Pour compenser la tendance de l’avion à se cabrer on va donc l’équiper d’un logiciel qui, dans certaines circonstances, le forcera à piquer.
Ici ont été commises trois erreurs :
1) avoir fait de ce logiciel le maître absolu du pilotage, ce qui empêchera le pilote de récupérer l’avion en pilotage manuel ;
2) dire aux compagnies que c'était une option payante, alors que le logiciel était installé en série sur les avions : les pilotes des compagnies qui ne prenaient pas l'option n'ont pas été formés puisqu’il n’y avait apparemment pas besoin de formation ;
3) avoir dissimulé ou menti aux autorités de certification en leur disant que cette modification était mineure, alors qu'elle était on ne peut plus majeure.
Des risques ont par ailleurs été pris sur la qualité du logiciel : « The Max software was developed at a time Boeing was laying off experienced engineers and pressing suppliers to cut costs. Increasingly, the iconic American planemaker and its subcontractors have relied on temporary workers making as little as $9 an hour to develop and test software, often from countries lacking a deep background in aerospace -- notably India4. »
Le matériel était lui aussi douteux : « In Flight simulator test, an F.A.A. pilot was unable to quickly and easily follow Boeing’s emergency procedures to regain control of the plane. The pilot rated that failure as catastrophic, meaning it could lead to the loss of an aircraft midflight. The issue is linked to the data-processing speed of a specific flight control computer chip. In the test, the F.A.A. pilot encountered delays in executing a crucial step required to stabilize an aircraft5. »
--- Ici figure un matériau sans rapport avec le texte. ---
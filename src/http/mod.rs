//! HTTP facade over the P-LOD resolver
//!
//! Read-only GET routes, permissive CORS and request tracing.

mod error;
mod handler;
mod server;

pub use error::ApiError;
pub use handler::{turtle_location, SharedGraph, USAGE};
pub use server::{router, HttpServer};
Enfin des ingénieurs ont été stupéfaits de découvrir que le MCAS (Maneuvering Characteristics Augmentation System), logiciel impliqué dans les accidents, était commandé par un seul capteur alors que la règle et la prudence en exigent au moins deux : « the current and former employees, many of whom spoke on the condition of anonymity because of the continuing investigations, said that after the first crash, they were stunned to discover MCAS relied on a single sensor. “That’s nuts,” said an engineer who helped design MCAS. “I’m shocked,” said a safety analyst who scrutinized it. “To me, it seems like somebody didn’t understand what they were doing,” said an engineer who assessed the system’s sensors6. »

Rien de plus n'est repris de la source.